Given data ::
Start of Block
use chrono::NaiveDateTime;
use serde::{Deserialize, Serialize};
use thiserror::Error;
use uuid::Uuid;

// ---------------------------------------------------------------------------
// PulseId
// ---------------------------------------------------------------------------

/// Closed set of pulse qualities the detector can surface.
///
/// The wire code (`P-HUA-03` etc.) is the stable identifier used in the
/// bundled lexicon resource and on the API; an unknown code fails
/// deserialization instead of flowing through as a stringly-typed id.
#[derive(Debug, Clone, Copy, PartialEq, Eq, Hash, Serialize, Deserialize)]
pub enum PulseId {
    #[serde(rename = "P-SHU-01")]
    Rapid,
    #[serde(rename = "P-CHI-02")]
    Slow,
    #[serde(rename = "P-HUA-03")]
    Slippery,
    #[serde(rename = "P-XIAN-01")]
    Wiry,
    #[serde(rename = "P-SE-04")]
    Choppy,
    #[serde(rename = "P-FU-05")]
    Floating,
    #[serde(rename = "P-CHEN-06")]
    Deep,
    #[serde(rename = "P-XI-07")]
    Thin,
    #[serde(rename = "P-RUO-08")]
    Weak,
    #[serde(rename = "P-JIN-09")]
    Tight,
}

impl PulseId {
    pub fn code(&self) -> &'static str {
        match self {
            Self::Rapid => "P-SHU-01",
            Self::Slow => "P-CHI-02",
            Self::Slippery => "P-HUA-03",
            Self::Wiry => "P-XIAN-01",
            Self::Choppy => "P-SE-04",
            Self::Floating => "P-FU-05",
            Self::Deep => "P-CHEN-06",
            Self::Thin => "P-XI-07",
            Self::Weak => "P-RUO-08",
            Self::Tight => "P-JIN-09",
        }
    }
}

impl std::fmt::Display for PulseId {
    fn fmt(&self, f: &mut std::fmt::Formatter<'_>) -> std::fmt::Result {
        f.write_str(self.code())
    }
}

// ---------------------------------------------------------------------------
// Language
// ---------------------------------------------------------------------------

/// Script a trigger phrase or explanation is written in.
#[derive(Debug, Clone, Copy, PartialEq, Eq, Serialize, Deserialize)]
#[serde(rename_all = "lowercase")]
pub enum Language {
    En,
    He,
}

impl Language {
    pub fn as_str(&self) -> &'static str {
        match self {
            Self::En => "en",
            Self::He => "he",
        }
    }
}

/// Which trigger phrases the scanner considers.
#[derive(Debug, Clone, Copy, PartialEq, Eq, Default)]
pub enum LanguageFilter {
    /// Scan phrases in every language (default — a mixed-language clinic).
    #[default]
    All,
    Only(Language),
}

impl LanguageFilter {
    pub fn includes(&self, language: Language) -> bool {
        match self {
            Self::All => true,
            Self::Only(l) => *l == language,
        }
    }
}

impl std::str::FromStr for LanguageFilter {
    type Err = String;

    fn from_str(s: &str) -> Result<Self, Self::Err> {
        match s {
            "all" => Ok(Self::All),
            "en" => Ok(Self::Only(Language::En)),
            "he" => Ok(Self::Only(Language::He)),
            other => Err(format!("unknown lexicon language: {other}")),
        }
    }
}

// ---------------------------------------------------------------------------
// Finding
// ---------------------------------------------------------------------------

/// A named pulse quality with the guidance attached to it.
///
/// Findings are static data loaded once at startup; suggestions carry a
/// copy so the presentation layer never needs a second lookup.
#[derive(Debug, Clone, Serialize, Deserialize)]
pub struct Finding {
    pub id: PulseId,
    pub name: String,
    pub chinese_name: String,
    /// Acupoints queued as follow-up when the therapist accepts.
    pub points: Vec<String>,
    pub explanation_he: String,
    pub explanation_en: String,
}

impl Finding {
    /// Explanation text in the requested narration language.
    pub fn explanation(&self, language: Language) -> &str {
        match language {
            Language::He => &self.explanation_he,
            Language::En => &self.explanation_en,
        }
    }
}

// ---------------------------------------------------------------------------
// Suggestion
// ---------------------------------------------------------------------------

/// State machine per suggestion. Both non-pending states are terminal.
#[derive(Debug, Clone, Copy, PartialEq, Eq, Serialize, Deserialize)]
#[serde(rename_all = "lowercase")]
pub enum SuggestionState {
    Pending,
    Accepted,
    Dismissed,
}

impl SuggestionState {
    pub fn as_str(&self) -> &'static str {
        match self {
            Self::Pending => "pending",
            Self::Accepted => "accepted",
            Self::Dismissed => "dismissed",
        }
    }

    pub fn is_terminal(&self) -> bool {
        !matches!(self, Self::Pending)
    }
}

/// A queued, user-actionable detection event.
#[derive(Debug, Clone, Serialize, Deserialize)]
pub struct Suggestion {
    pub id: Uuid,
    pub finding: Finding,
    pub confidence: f32,
    /// The phrase that triggered the detection, for the therapist's context.
    pub justification: String,
    pub created_at: NaiveDateTime,
    pub state: SuggestionState,
}

// ---------------------------------------------------------------------------
// Engine events
// ---------------------------------------------------------------------------

/// Typed events emitted by a session engine, consumed by the API layer
/// (and pushed verbatim to WebSocket subscribers).
#[derive(Debug, Clone, Serialize)]
#[serde(tag = "type")]
pub enum EngineEvent {
    SuggestionEnqueued { suggestion: Suggestion },
    SuggestionAccepted { id: Uuid },
    SuggestionDismissed { id: Uuid },
    QueueCleared,
    AttentionChanged { active: bool },
    NarrationRequested { text: String },
    SessionEnded,
}

// ---------------------------------------------------------------------------
// DetectorError
// ---------------------------------------------------------------------------

#[derive(Error, Debug)]
pub enum DetectorError {
    #[error("Internal lock failed")]
    LockFailed,

    #[error("Session engine is no longer running")]
    SessionClosed,
}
End of Block
What the exercise asks :: Please reproduce the material above exactly, line by line.

Finished task ::
use chrono::NaiveDateTime;
use serde::{Deserialize, Serialize};
use thiserror::Error;
use uuid::Uuid;

// ---------------------------------------------------------------------------
// PulseId
// ---------------------------------------------------------------------------

/// Closed set of pulse qualities the detector can surface.
///
/// The wire code (`P-HUA-03` etc.) is the stable identifier used in the
/// bundled lexicon resource and on the API; an unknown code fails
/// deserialization instead of flowing through as a stringly-typed id.
#[derive(Debug, Clone, Copy, PartialEq, Eq, Hash, Serialize, Deserialize)]
pub enum PulseId {
    #[serde(rename = "P-SHU-01")]
    Rapid,
    #[serde(rename = "P-CHI-02")]
    Slow,
    #[serde(rename = "P-HUA-03")]
    Slippery,
    #[serde(rename = "P-XIAN-01")]
    Wiry,
    #[serde(rename = "P-SE-04")]
    Choppy,
    #[serde(rename = "P-FU-05")]
    Floating,
    #[serde(rename = "P-CHEN-06")]
    Deep,
    #[serde(rename = "P-XI-07")]
    Thin,
    #[serde(rename = "P-RUO-08")]
    Weak,
    #[serde(rename = "P-JIN-09")]
    Tight,
}

impl PulseId {
    pub fn code(&self) -> &'static str {
        match self {
            Self::Rapid => "P-SHU-01",
            Self::Slow => "P-CHI-02",
            Self::Slippery => "P-HUA-03",
            Self::Wiry => "P-XIAN-01",
            Self::Choppy => "P-SE-04",
            Self::Floating => "P-FU-05",
            Self::Deep => "P-CHEN-06",
            Self::Thin => "P-XI-07",
            Self::Weak => "P-RUO-08",
            Self::Tight => "P-JIN-09",
        }
    }
}

impl std::fmt::Display for PulseId {
    fn fmt(&self, f: &mut std::fmt::Formatter<'_>) -> std::fmt::Result {
        f.write_str(self.code())
    }
}

// ---------------------------------------------------------------------------
// Language
// ---------------------------------------------------------------------------

/// Script a trigger phrase or explanation is written in.
#[derive(Debug, Clone, Copy, PartialEq, Eq, Serialize, Deserialize)]
#[serde(rename_all = "lowercase")]
pub enum Language {
    En,
    He,
}

impl Language {
    pub fn as_str(&self) -> &'static str {
        match self {
            Self::En => "en",
            Self::He => "he",
        }
    }
}

/// Which trigger phrases the scanner considers.
#[derive(Debug, Clone, Copy, PartialEq, Eq, Default)]
pub enum LanguageFilter {
    /// Scan phrases in every language (default — a mixed-language clinic).
    #[default]
    All,
    Only(Language),
}

impl LanguageFilter {
    pub fn includes(&self, language: Language) -> bool {
        match self {
            Self::All => true,
            Self::Only(l) => *l == language,
        }
    }
}

impl std::str::FromStr for LanguageFilter {
    type Err = String;

    fn from_str(s: &str) -> Result<Self, Self::Err> {
        match s {
            "all" => Ok(Self::All),
            "en" => Ok(Self::Only(Language::En)),
            "he" => Ok(Self::Only(Language::He)),
            other => Err(format!("unknown lexicon language: {other}")),
        }
    }
}

// ---------------------------------------------------------------------------
// Finding
// ---------------------------------------------------------------------------

/// A named pulse quality with the guidance attached to it.
///
/// Findings are static data loaded once at startup; suggestions carry a
/// copy so the presentation layer never needs a second lookup.
#[derive(Debug, Clone, Serialize, Deserialize)]
pub struct Finding {
    pub id: PulseId,
    pub name: String,
    pub chinese_name: String,
    /// Acupoints queued as follow-up when the therapist accepts.
    pub points: Vec<String>,
    pub explanation_he: String,
    pub explanation_en: String,
}

impl Finding {
    /// Explanation text in the requested narration language.
    pub fn explanation(&self, language: Language) -> &str {
        match language {
            Language::He => &self.explanation_he,
            Language::En => &self.explanation_en,
        }
    }
}

// ---------------------------------------------------------------------------
// Suggestion
// ---------------------------------------------------------------------------

/// State machine per suggestion. Both non-pending states are terminal.
#[derive(Debug, Clone, Copy, PartialEq, Eq, Serialize, Deserialize)]
#[serde(rename_all = "lowercase")]
pub enum SuggestionState {
    Pending,
    Accepted,
    Dismissed,
}

impl SuggestionState {
    pub fn as_str(&self) -> &'static str {
        match self {
            Self::Pending => "pending",
            Self::Accepted => "accepted",
            Self::Dismissed => "dismissed",
        }
    }

    pub fn is_terminal(&self) -> bool {
        !matches!(self, Self::Pending)
    }
}

/// A queued, user-actionable detection event.
#[derive(Debug, Clone, Serialize, Deserialize)]
pub struct Suggestion {
    pub id: Uuid,
    pub finding: Finding,
    pub confidence: f32,
    /// The phrase that triggered the detection, for the therapist's context.
    pub justification: String,
    pub created_at: NaiveDateTime,
    pub state: SuggestionState,
}

// ---------------------------------------------------------------------------
// Engine events
// ---------------------------------------------------------------------------

/// Typed events emitted by a session engine, consumed by the API layer
/// (and pushed verbatim to WebSocket subscribers).
#[derive(Debug, Clone, Serialize)]
#[serde(tag = "type")]
pub enum EngineEvent {
    SuggestionEnqueued { suggestion: Suggestion },
    SuggestionAccepted { id: Uuid },
    SuggestionDismissed { id: Uuid },
    QueueCleared,
    AttentionChanged { active: bool },
    NarrationRequested { text: String },
    SessionEnded,
}

// ---------------------------------------------------------------------------
// DetectorError
// ---------------------------------------------------------------------------

#[derive(Error, Debug)]
pub enum DetectorError {
    #[error("Internal lock failed")]
    LockFailed,

    #[error("Session engine is no longer running")]
    SessionClosed,
}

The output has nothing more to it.